# WHAT IS REQUIRED
Your answer is a number only: how many lines in the data below contain "killing"?

(Items listed in a dataset)
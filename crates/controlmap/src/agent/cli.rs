use std::path::PathBuf;
use std::process::Stdio;

use async_trait::async_trait;
use tokio::io::AsyncWriteExt;
use tokio::process::Command;
use tracing::{debug, info, warn};

use crate::agent::{AgentOutput, AgentRequest, AgentRunner};
use crate::config::AgentSettings;
use crate::error::AgentError;

/// Runs the agent CLI as a child process.
///
/// The command line is
/// `<command> <args..> --print --output-format json --allowedTools <tools> [--system-prompt <s>]`
/// with the user prompt written to stdin. The child runs in its own process
/// group so timeouts and cancellation can take down anything it spawned.
pub struct CliAgentRunner {
    command: String,
    args: Vec<String>,
    working_dir: Option<PathBuf>,
}

impl CliAgentRunner {
    pub fn new(command: impl Into<String>) -> Self {
        Self {
            command: command.into(),
            args: Vec::new(),
            working_dir: None,
        }
    }

    pub fn from_settings(settings: &AgentSettings, default_working_dir: PathBuf) -> Self {
        Self {
            command: settings.command.clone(),
            args: settings.args.clone(),
            working_dir: Some(
                settings
                    .working_dir
                    .clone()
                    .unwrap_or(default_working_dir),
            ),
        }
    }

    pub fn with_args(mut self, args: Vec<String>) -> Self {
        self.args = args;
        self
    }

    pub fn with_working_dir(mut self, dir: impl Into<PathBuf>) -> Self {
        self.working_dir = Some(dir.into());
        self
    }

    pub(crate) fn build_args(&self, request: &AgentRequest) -> Vec<String> {
        let mut args = self.args.clone();
        args.extend(["--print", "--output-format", "json"].map(String::from));

        if !request.allowed_tools.is_empty() {
            args.push("--allowedTools".to_string());
            args.push(request.allowed_tools.join(","));
        }

        if let Some(system_prompt) = request.system_prompt.as_ref().filter(|s| !s.is_empty()) {
            args.push("--system-prompt".to_string());
            args.push(system_prompt.clone());
        }

        args
    }
}

#[cfg(unix)]
fn kill_process_group(pid: Option<u32>) {
    if let Some(pid) = pid {
        // SAFETY: killpg only sends a signal; the group id is the child's pid
        // because it was spawned with process_group(0).
        let rc = unsafe { libc::killpg(pid as libc::pid_t, libc::SIGKILL) };
        if rc != 0 {
            debug!(pid, "killpg failed: {}", std::io::Error::last_os_error());
        }
    }
}

#[cfg(not(unix))]
fn kill_process_group(_pid: Option<u32>) {}

#[async_trait]
impl AgentRunner for CliAgentRunner {
    async fn run(&self, request: AgentRequest) -> Result<AgentOutput, AgentError> {
        let args = self.build_args(&request);
        let timeout_secs = request.timeout.as_secs();

        let mut cmd = Command::new(&self.command);
        cmd.args(&args)
            .stdin(Stdio::piped())
            .stdout(Stdio::piped())
            .stderr(Stdio::piped())
            .kill_on_drop(true);
        #[cfg(unix)]
        cmd.process_group(0);
        if let Some(dir) = &self.working_dir {
            cmd.current_dir(dir);
        }

        info!(
            command = %self.command,
            timeout_secs,
            prompt_chars = request.user_prompt.len(),
            "Starting agent process"
        );

        let mut child = cmd.spawn().map_err(|e| {
            if e.kind() == std::io::ErrorKind::NotFound {
                AgentError::Spawn(format!(
                    "'{}' not found, ensure the agent CLI is installed and in PATH",
                    self.command
                ))
            } else {
                AgentError::Spawn(e.to_string())
            }
        })?;
        let pid = child.id();

        if let Some(mut stdin) = child.stdin.take() {
            let prompt = request.user_prompt.clone();
            tokio::spawn(async move {
                if let Err(e) = stdin.write_all(prompt.as_bytes()).await {
                    debug!("Agent closed stdin early: {}", e);
                }
            });
        }

        let output = tokio::select! {
            result = tokio::time::timeout(request.timeout, child.wait_with_output()) => match result {
                Ok(output) => output.map_err(|e| AgentError::Execution(format!("failed to collect agent output: {}", e)))?,
                Err(_) => {
                    warn!(timeout_secs, "Agent timed out, killing process group");
                    kill_process_group(pid);
                    return Err(AgentError::Timeout(timeout_secs));
                }
            },
            _ = request.cancel.cancelled() => {
                warn!("Agent cancelled, killing process group");
                kill_process_group(pid);
                return Err(AgentError::Cancelled);
            }
        };

        // Killed processes have no exit code.
        let exit_code = output.status.code().unwrap_or(-1);
        let stdout = String::from_utf8_lossy(&output.stdout).to_string();
        let stderr = String::from_utf8_lossy(&output.stderr).to_string();

        debug!(
            exit_code,
            stdout_len = stdout.len(),
            stderr_len = stderr.len(),
            "Agent process finished"
        );

        Ok(AgentOutput {
            stdout,
            stderr,
            exit_code,
        })
    }
}

#[cfg(all(test, unix))]
mod tests {
    use super::*;
    use std::time::{Duration, Instant};
    use tokio_util::sync::CancellationToken;

    fn request(timeout: Duration) -> AgentRequest {
        AgentRequest {
            system_prompt: Some("be terse".to_string()),
            user_prompt: "map the controls".to_string(),
            allowed_tools: vec!["Read".to_string(), "Glob".to_string()],
            timeout,
            cancel: CancellationToken::new(),
        }
    }

    #[test]
    fn test_build_args() {
        let runner = CliAgentRunner::new("claude").with_args(vec!["--verbose".to_string()]);
        let args = runner.build_args(&request(Duration::from_secs(1)));

        assert_eq!(
            args,
            vec![
                "--verbose",
                "--print",
                "--output-format",
                "json",
                "--allowedTools",
                "Read,Glob",
                "--system-prompt",
                "be terse",
            ]
        );
    }

    #[test]
    fn test_build_args_without_system_prompt() {
        let runner = CliAgentRunner::new("claude");
        let mut req = request(Duration::from_secs(1));
        req.system_prompt = None;
        req.allowed_tools.clear();

        assert_eq!(
            runner.build_args(&req),
            vec!["--print", "--output-format", "json"]
        );
    }

    /// `sh -c <body>`: the agent flags that follow become `$0..$n` and are
    /// ignored by the script.
    fn script(body: &str) -> CliAgentRunner {
        CliAgentRunner::new("sh").with_args(vec!["-c".to_string(), body.to_string()])
    }

    #[tokio::test]
    async fn test_prompt_is_sent_on_stdin() {
        let runner = script("cat");
        let output = runner.run(request(Duration::from_secs(5))).await.unwrap();

        assert_eq!(output.stdout, "map the controls");
        assert_eq!(output.exit_code, 0);
    }

    #[tokio::test]
    async fn test_nonzero_exit_is_reported() {
        let runner = script("echo boom >&2; exit 3");
        let output = runner.run(request(Duration::from_secs(5))).await.unwrap();

        assert_eq!(output.exit_code, 3);
        assert_eq!(output.stderr.trim(), "boom");
    }

    #[tokio::test]
    async fn test_timeout_kills_process() {
        let runner = script("sleep 30");
        let started = Instant::now();

        let result = runner.run(request(Duration::from_millis(200))).await;

        assert_eq!(result, Err(AgentError::Timeout(0)));
        assert!(started.elapsed() < Duration::from_secs(10));
    }

    #[tokio::test]
    async fn test_cancel_kills_process() {
        let runner = script("sleep 30");
        let req = request(Duration::from_secs(30));
        let cancel = req.cancel.clone();

        tokio::spawn(async move {
            tokio::time::sleep(Duration::from_millis(100)).await;
            cancel.cancel();
        });

        let result = runner.run(req).await;
        assert_eq!(result, Err(AgentError::Cancelled));
    }

    #[tokio::test]
    async fn test_missing_command() {
        let runner = CliAgentRunner::new("/nonexistent/agent-binary");
        let result = runner.run(request(Duration::from_secs(1))).await;
        assert!(matches!(result, Err(AgentError::Spawn(_))));
    }
}
pub mod loader;
pub mod schema;

pub use loader::{load_settings, load_settings_from_env, load_settings_from_str, CONFIG_ENV};
pub use schema::{
    AgentSettings, ExecutionSettings, LimitSettings, ProgressSettings, ServerSettings, Settings,
    StorageSettings,
};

# WRITTEN SOLUTION
2